This inquiry was established on Thursday 20 November 2003. Car surfing is a dangerous activity of vehicle occupants (typically young people) that can cause severe injuries or death. Car surfers sit and hang on to, or stand on top of, moving cars and utes as though they were ‘surfing’. Sometimes this is done as a game or challenge to see who can stay on the longest and land on your feet when the car or ute suddenly stops or turns. Vehicle occupants ride on the bonnet, roof, or boot lid of moving cars, stand up and balance in the tray of utes, or hold to or are towed by vehicles while skateboarding or roller blading.The STAYSAFE Committee is reviewing the law relating to the practice known as
car surfing, and assessing any implications for road safety policy and practice
and the prosecution of criminal and traffic offences through the Courts.
Car surfing is the name given to the dangerous activity of young people that
can cause severe injuries or death. Car surfers sit and hang on to, or stand on
top of, moving cars and utes as though they were ‘surfing’. We might call such
people ‘temporary Australians’ because of the very recklessness and
dangerousness of their actions. Sometimes this is done as a game or challenge
to see who can stay on the longest and land on your feet when the car or ute
suddenly stops or turns. People ride on the bonnet, roof, or boot lid of moving
cars, stand up and balance in the tray of utes, or hold to or be towed by
vehicles while skateboarding or roller blading. In some instances, people
engaging in car surfing leap from one moving vehicle to another.
Injuries from car surfing occur so quickly that there is no time to try to
break the impact, and typically include severe head injuries such as skull
fractures and intracranial haemorrhage, as well as major bruising and abrasions
to the face, hands and legs. The outcomes of head injury are such that the
individuals involved, and the community, bear a significant cost in treatment,
rehabilitation, and long term disability.
Car surfing has been a feature of hoon behaviour at B & S balls and such like
in the country for some time, but seems to have been given a new lease of life
as a result of stunt depictions in movies such as Matrix Revisited, Jackass and
Teen Wolf. Some popular computer games on PlayStation and xBox also feature
characters that can be played to engage in car surfing behaviours. In a brief
review by the STAYSAFE Committee¯which by no means is comprehensive¯several
deaths and instances of severe head injury were identified in New South Wales
for just 2003.
In 1999 several medical researchers in the Hunter area wrote a paper published
in the Medical Journal of Australia reporting on the potential head trauma
consequential to car surfing (or ‘ute surfing’ as they termed it). This seems
to be the only Australian study that has been reported (see below).
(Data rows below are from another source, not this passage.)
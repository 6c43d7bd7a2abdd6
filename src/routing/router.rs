//! Router capability consumed by route builders.
//!
//! # Responsibilities
//! - Register handlers for the standard verbs
//! - Attach middleware to the current scope
//! - Open nested scopes (`group` keeps the prefix, `route` extends it)
//!
//! # Design Decisions
//! - Object safe: builders receive `&mut dyn Router`, never a concrete type
//! - Handlers and middleware are type-erased async closures
//! - Handlers fail with [`HttpError`]; the adapter renders it

use std::future::Future;
use std::sync::Arc;

use axum::{body::Body, http::Request, response::Response};
use futures_util::future::{BoxFuture, FutureExt};

use crate::http::HttpError;

/// Result of a request handler.
pub type HandlerResult = Result<Response, HttpError>;

/// Type-erased request handler.
pub type Handler = Arc<dyn Fn(Request<Body>) -> BoxFuture<'static, HandlerResult> + Send + Sync>;

/// Type-erased middleware. On success it yields the (possibly enriched)
/// request passed on to the next link; on failure the chain stops.
pub type Middleware =
    Arc<dyn Fn(Request<Body>) -> BoxFuture<'static, Result<Request<Body>, HttpError>> + Send + Sync>;

/// Builder function that populates a scope.
pub type RouteBuilder = Arc<dyn Fn(&mut dyn Router) + Send + Sync>;

/// Box an async closure into a [`Handler`].
pub fn handler<F, Fut>(f: F) -> Handler
where
    F: Fn(Request<Body>) -> Fut + Send + Sync + 'static,
    Fut: Future<Output = HandlerResult> + Send + 'static,
{
    Arc::new(move |req| f(req).boxed())
}

/// Box an async closure into a [`Middleware`].
pub fn middleware<F, Fut>(f: F) -> Middleware
where
    F: Fn(Request<Body>) -> Fut + Send + Sync + 'static,
    Fut: Future<Output = Result<Request<Body>, HttpError>> + Send + 'static,
{
    Arc::new(move |req| f(req).boxed())
}

/// Polymorphic route registration surface.
pub trait Router {
    fn get(&mut self, pattern: &str, handler: Handler);
    fn post(&mut self, pattern: &str, handler: Handler);
    fn put(&mut self, pattern: &str, handler: Handler);
    fn delete(&mut self, pattern: &str, handler: Handler);

    /// Attach middleware to this scope. Must precede any route in the scope.
    fn with(&mut self, middleware: Middleware);

    /// Open a scope sharing this scope's prefix.
    fn group(&mut self, build: &dyn Fn(&mut dyn Router));

    /// Open a scope mounted at `prefix` below this scope's prefix.
    fn route(&mut self, prefix: &str, build: &dyn Fn(&mut dyn Router));
}
//! Observability subsystem.
//!
//! # Data Flow
//! ```text
//! All subsystems produce:
//!     → logging.rs (structured tracing events)
//!     → metrics.rs (request counters, latency histogram, gate rejections)
//!
//! Consumers:
//!     → stdout (fmt layer, filtered by RUST_LOG or config)
//!     → GET /metrics (Prometheus text exposition)
//! ```
//!
//! # Design Decisions
//! - Request ID flows through spans via the trace layer
//! - Metric labels use the matched route pattern, never the raw path

pub mod logging;
pub mod metrics;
The Committee’s action follows individual STAYSAFE Committee Member’s concerns
about inappropriate behaviour that has resulted in deaths and injuries. I
refer, in particular, to the deaths of two men in September 2003, one at
Balgownie Heights in the Manly area, and the other at Wagga Wagga in the
Riverina.
The issue of car surfing will be examined in the context of the effective
dealing with unrestrained passengers in or on motor vehicles. The safety
benefits of providing and ensuring the use of passenger restraints in motor
vehicles are well known. Equally well known is the incidence and severity of
injury to unrestrained passengers in motor vehicle crashes, either where no
restraints are available, or where passengers do not use restraints. Issues to
be examined include:
· youth and the use of motor vehicles
· traffic policing and crash investigation
· criminal and traffic law regarding car surfing and unrestrained vehicle
passengers
· insurance issues associated with car surfing and the carriage of unrestrained
passengers
· the challenge of dealing with unrestrained passengers in or on motor vehicles
· the circumstances where vehicle passengers may be required to work on
platforms or open trays of vehicles without a restraint, and
· social equity issues associated with carriage of more passengers than the
available number of restraint devices, particularly with regard to rural and
remote communities.
Some useful references regarding car surfing include:
Allen, R.S., Spittaler, P.J. & Christie, J.G. (1999). ‘Ute surfing’: a novel
cause of severe head injury. Medical Journal of Australia, 171: 681-682.
Hooft, P.J., & van de Voorde, H.P. (1994). Reckless behaviour related to the
use of 3,4-methylenedioxymethamphetamine (ecstasy): apropos of a fatal accident
during car-surfing. International Journal of Legal Medicine. 106: 328-329.
Kohr, R.M. (1992). Car surfing in Indiana--an unusual form of motor vehicle
fatality. Journal of Forensic Sciences. 37: 1693-1696.